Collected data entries
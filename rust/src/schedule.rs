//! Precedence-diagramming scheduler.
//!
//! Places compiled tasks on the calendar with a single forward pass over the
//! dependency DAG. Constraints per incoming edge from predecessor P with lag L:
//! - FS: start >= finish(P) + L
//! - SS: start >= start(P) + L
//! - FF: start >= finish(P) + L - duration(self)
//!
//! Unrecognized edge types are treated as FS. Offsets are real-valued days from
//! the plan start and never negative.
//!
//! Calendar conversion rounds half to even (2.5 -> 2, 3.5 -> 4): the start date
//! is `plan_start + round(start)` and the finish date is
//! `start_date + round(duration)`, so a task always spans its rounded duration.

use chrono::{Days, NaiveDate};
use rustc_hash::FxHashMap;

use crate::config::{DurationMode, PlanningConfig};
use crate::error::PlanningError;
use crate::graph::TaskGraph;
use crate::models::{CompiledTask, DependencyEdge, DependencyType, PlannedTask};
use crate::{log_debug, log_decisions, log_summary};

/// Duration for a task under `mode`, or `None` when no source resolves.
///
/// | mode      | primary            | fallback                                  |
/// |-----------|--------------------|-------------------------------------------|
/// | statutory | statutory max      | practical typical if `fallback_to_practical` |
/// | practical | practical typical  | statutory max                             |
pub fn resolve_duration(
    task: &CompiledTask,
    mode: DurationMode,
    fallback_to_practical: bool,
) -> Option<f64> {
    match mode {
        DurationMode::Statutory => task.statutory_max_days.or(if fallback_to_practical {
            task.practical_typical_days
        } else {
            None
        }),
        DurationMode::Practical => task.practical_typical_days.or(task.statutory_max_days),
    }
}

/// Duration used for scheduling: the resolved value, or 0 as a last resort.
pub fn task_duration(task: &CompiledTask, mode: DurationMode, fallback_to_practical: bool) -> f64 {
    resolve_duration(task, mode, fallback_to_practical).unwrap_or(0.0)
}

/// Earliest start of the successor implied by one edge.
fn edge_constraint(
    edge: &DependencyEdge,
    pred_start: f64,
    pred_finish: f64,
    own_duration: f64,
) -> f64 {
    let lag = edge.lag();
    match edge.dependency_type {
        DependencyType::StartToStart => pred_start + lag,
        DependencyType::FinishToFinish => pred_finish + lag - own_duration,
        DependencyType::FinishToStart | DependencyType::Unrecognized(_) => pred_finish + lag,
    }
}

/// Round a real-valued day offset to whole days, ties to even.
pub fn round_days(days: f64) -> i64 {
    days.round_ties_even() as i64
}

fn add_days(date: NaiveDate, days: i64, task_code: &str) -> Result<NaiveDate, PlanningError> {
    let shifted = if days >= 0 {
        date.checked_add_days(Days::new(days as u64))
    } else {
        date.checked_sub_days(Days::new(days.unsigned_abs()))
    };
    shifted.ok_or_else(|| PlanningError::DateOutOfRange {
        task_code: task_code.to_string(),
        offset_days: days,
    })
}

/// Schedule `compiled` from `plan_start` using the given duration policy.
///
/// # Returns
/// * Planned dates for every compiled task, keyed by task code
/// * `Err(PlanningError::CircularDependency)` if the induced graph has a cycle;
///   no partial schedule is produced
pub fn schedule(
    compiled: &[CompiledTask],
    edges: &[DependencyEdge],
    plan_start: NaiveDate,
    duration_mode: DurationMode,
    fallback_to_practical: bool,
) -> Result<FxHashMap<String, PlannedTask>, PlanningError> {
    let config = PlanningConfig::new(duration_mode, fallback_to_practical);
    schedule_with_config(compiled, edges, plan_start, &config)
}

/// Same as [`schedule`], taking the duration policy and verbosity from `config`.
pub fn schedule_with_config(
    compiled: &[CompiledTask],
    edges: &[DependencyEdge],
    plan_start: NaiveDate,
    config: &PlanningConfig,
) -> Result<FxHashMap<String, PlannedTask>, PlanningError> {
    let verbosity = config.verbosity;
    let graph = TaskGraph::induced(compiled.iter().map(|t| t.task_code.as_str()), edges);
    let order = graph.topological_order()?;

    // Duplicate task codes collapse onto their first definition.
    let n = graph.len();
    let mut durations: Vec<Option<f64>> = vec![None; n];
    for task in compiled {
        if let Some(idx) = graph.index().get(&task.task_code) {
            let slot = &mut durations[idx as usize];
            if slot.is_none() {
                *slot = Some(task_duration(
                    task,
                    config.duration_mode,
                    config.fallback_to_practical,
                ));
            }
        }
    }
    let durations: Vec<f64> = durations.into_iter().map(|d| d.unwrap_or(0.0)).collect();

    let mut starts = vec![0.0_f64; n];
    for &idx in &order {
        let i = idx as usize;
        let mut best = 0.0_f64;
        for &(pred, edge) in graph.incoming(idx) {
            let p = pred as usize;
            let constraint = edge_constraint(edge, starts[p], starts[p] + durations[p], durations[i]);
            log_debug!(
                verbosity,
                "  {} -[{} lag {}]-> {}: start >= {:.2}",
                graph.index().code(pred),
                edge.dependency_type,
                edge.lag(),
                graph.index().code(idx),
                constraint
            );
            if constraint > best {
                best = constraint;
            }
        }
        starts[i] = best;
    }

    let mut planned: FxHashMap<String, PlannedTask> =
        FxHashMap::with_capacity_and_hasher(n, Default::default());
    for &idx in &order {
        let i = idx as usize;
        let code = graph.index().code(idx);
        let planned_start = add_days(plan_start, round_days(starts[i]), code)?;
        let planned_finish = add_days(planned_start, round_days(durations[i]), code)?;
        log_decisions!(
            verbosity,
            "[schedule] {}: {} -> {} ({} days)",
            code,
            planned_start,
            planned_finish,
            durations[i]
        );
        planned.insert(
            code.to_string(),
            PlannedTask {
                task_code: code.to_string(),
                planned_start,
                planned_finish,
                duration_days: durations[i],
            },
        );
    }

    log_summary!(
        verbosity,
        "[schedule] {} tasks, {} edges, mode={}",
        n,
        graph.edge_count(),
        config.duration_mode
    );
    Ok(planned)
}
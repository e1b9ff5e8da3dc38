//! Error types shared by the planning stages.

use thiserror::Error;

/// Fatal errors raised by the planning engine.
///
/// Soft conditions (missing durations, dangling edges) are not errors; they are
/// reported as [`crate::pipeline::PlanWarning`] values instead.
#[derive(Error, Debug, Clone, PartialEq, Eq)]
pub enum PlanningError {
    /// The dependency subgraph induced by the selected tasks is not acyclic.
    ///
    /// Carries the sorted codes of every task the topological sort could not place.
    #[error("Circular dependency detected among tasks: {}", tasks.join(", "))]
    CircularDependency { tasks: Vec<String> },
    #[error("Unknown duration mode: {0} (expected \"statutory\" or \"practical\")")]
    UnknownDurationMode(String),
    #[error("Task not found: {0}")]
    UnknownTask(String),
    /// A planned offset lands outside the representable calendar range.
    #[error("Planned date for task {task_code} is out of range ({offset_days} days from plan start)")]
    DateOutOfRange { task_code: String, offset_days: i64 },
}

◆ **To do**:
The data must be printed verbatim, line by line.

◆ **Response for this exercise**:
filename rust/src/schedule.rs
//! Precedence-diagramming scheduler.
//!
//! Places compiled tasks on the calendar with a single forward pass over the
//! dependency DAG. Constraints per incoming edge from predecessor P with lag L:
//! - FS: start >= finish(P) + L
//! - SS: start >= start(P) + L
//! - FF: start >= finish(P) + L - duration(self)
//!
//! Unrecognized edge types are treated as FS. Offsets are real-valued days from
//! the plan start and never negative.
//!
//! Calendar conversion rounds half to even (2.5 -> 2, 3.5 -> 4): the start date
//! is `plan_start + round(start)` and the finish date is
//! `start_date + round(duration)`, so a task always spans its rounded duration.

use chrono::{Days, NaiveDate};
use rustc_hash::FxHashMap;

use crate::config::{DurationMode, PlanningConfig};
use crate::error::PlanningError;
use crate::graph::TaskGraph;
use crate::models::{CompiledTask, DependencyEdge, DependencyType, PlannedTask};
use crate::{log_debug, log_decisions, log_summary};

/// Duration for a task under `mode`, or `None` when no source resolves.
///
/// | mode      | primary            | fallback                                  |
/// |-----------|--------------------|-------------------------------------------|
/// | statutory | statutory max      | practical typical if `fallback_to_practical` |
/// | practical | practical typical  | statutory max                             |
pub fn resolve_duration(
    task: &CompiledTask,
    mode: DurationMode,
    fallback_to_practical: bool,
) -> Option<f64> {
    match mode {
        DurationMode::Statutory => task.statutory_max_days.or(if fallback_to_practical {
            task.practical_typical_days
        } else {
            None
        }),
        DurationMode::Practical => task.practical_typical_days.or(task.statutory_max_days),
    }
}

/// Duration used for scheduling: the resolved value, or 0 as a last resort.
pub fn task_duration(task: &CompiledTask, mode: DurationMode, fallback_to_practical: bool) -> f64 {
    resolve_duration(task, mode, fallback_to_practical).unwrap_or(0.0)
}

/// Earliest start of the successor implied by one edge.
fn edge_constraint(
    edge: &DependencyEdge,
    pred_start: f64,
    pred_finish: f64,
    own_duration: f64,
) -> f64 {
    let lag = edge.lag();
    match edge.dependency_type {
        DependencyType::StartToStart => pred_start + lag,
        DependencyType::FinishToFinish => pred_finish + lag - own_duration,
        DependencyType::FinishToStart | DependencyType::Unrecognized(_) => pred_finish + lag,
    }
}

/// Round a real-valued day offset to whole days, ties to even.
pub fn round_days(days: f64) -> i64 {
    days.round_ties_even() as i64
}

fn add_days(date: NaiveDate, days: i64, task_code: &str) -> Result<NaiveDate, PlanningError> {
    let shifted = if days >= 0 {
        date.checked_add_days(Days::new(days as u64))
    } else {
        date.checked_sub_days(Days::new(days.unsigned_abs()))
    };
    shifted.ok_or_else(|| PlanningError::DateOutOfRange {
        task_code: task_code.to_string(),
        offset_days: days,
    })
}

/// Schedule `compiled` from `plan_start` using the given duration policy.
///
/// # Returns
/// * Planned dates for every compiled task, keyed by task code
/// * `Err(PlanningError::CircularDependency)` if the induced graph has a cycle;
///   no partial schedule is produced
pub fn schedule(
    compiled: &[CompiledTask],
    edges: &[DependencyEdge],
    plan_start: NaiveDate,
    duration_mode: DurationMode,
    fallback_to_practical: bool,
) -> Result<FxHashMap<String, PlannedTask>, PlanningError> {
    let config = PlanningConfig::new(duration_mode, fallback_to_practical);
    schedule_with_config(compiled, edges, plan_start, &config)
}

/// Same as [`schedule`], taking the duration policy and verbosity from `config`.
pub fn schedule_with_config(
    compiled: &[CompiledTask],
    edges: &[DependencyEdge],
    plan_start: NaiveDate,
    config: &PlanningConfig,
) -> Result<FxHashMap<String, PlannedTask>, PlanningError> {
    let verbosity = config.verbosity;
    let graph = TaskGraph::induced(compiled.iter().map(|t| t.task_code.as_str()), edges);
    let order = graph.topological_order()?;

    // Duplicate task codes collapse onto their first definition.
    let n = graph.len();
    let mut durations: Vec<Option<f64>> = vec![None; n];
    for task in compiled {
        if let Some(idx) = graph.index().get(&task.task_code) {
            let slot = &mut durations[idx as usize];
            if slot.is_none() {
                *slot = Some(task_duration(
                    task,
                    config.duration_mode,
                    config.fallback_to_practical,
                ));
            }
        }
    }
    let durations: Vec<f64> = durations.into_iter().map(|d| d.unwrap_or(0.0)).collect();

    let mut starts = vec![0.0_f64; n];
    for &idx in &order {
        let i = idx as usize;
        let mut best = 0.0_f64;
        for &(pred, edge) in graph.incoming(idx) {
            let p = pred as usize;
            let constraint = edge_constraint(edge, starts[p], starts[p] + durations[p], durations[i]);
            log_debug!(
                verbosity,
                "  {} -[{} lag {}]-> {}: start >= {:.2}",
                graph.index().code(pred),
                edge.dependency_type,
                edge.lag(),
                graph.index().code(idx),
                constraint
            );
            if constraint > best {
                best = constraint;
            }
        }
        starts[i] = best;
    }

    let mut planned: FxHashMap<String, PlannedTask> =
        FxHashMap::with_capacity_and_hasher(n, Default::default());
    for &idx in &order {
        let i = idx as usize;
        let code = graph.index().code(idx);
        let planned_start = add_days(plan_start, round_days(starts[i]), code)?;
        let planned_finish = add_days(planned_start, round_days(durations[i]), code)?;
        log_decisions!(
            verbosity,
            "[schedule] {}: {} -> {} ({} days)",
            code,
            planned_start,
            planned_finish,
            durations[i]
        );
        planned.insert(
            code.to_string(),
            PlannedTask {
                task_code: code.to_string(),
                planned_start,
                planned_finish,
                duration_days: durations[i],
            },
        );
    }

    log_summary!(
        verbosity,
        "[schedule] {} tasks, {} edges, mode={}",
        n,
        graph.edge_count(),
        config.duration_mode
    );
    Ok(planned)
}
repository e1b9ff5e8da3dc38
//! Error types shared by the planning stages.

use thiserror::Error;

/// Fatal errors raised by the planning engine.
///
/// Soft conditions (missing durations, dangling edges) are not errors; they are
/// reported as [`crate::pipeline::PlanWarning`] values instead.
#[derive(Error, Debug, Clone, PartialEq, Eq)]
pub enum PlanningError {
    /// The dependency subgraph induced by the selected tasks is not acyclic.
    ///
    /// Carries the sorted codes of every task the topological sort could not place.
    #[error("Circular dependency detected among tasks: {}", tasks.join(", "))]
    CircularDependency { tasks: Vec<String> },
    #[error("Unknown duration mode: {0} (expected \"statutory\" or \"practical\")")]
    UnknownDurationMode(String),
    #[error("Task not found: {0}")]
    UnknownTask(String),
    /// A planned offset lands outside the representable calendar range.
    #[error("Planned date for task {task_code} is out of range ({offset_days} days from plan start)")]
    DateOutOfRange { task_code: String, offset_days: i64 },
}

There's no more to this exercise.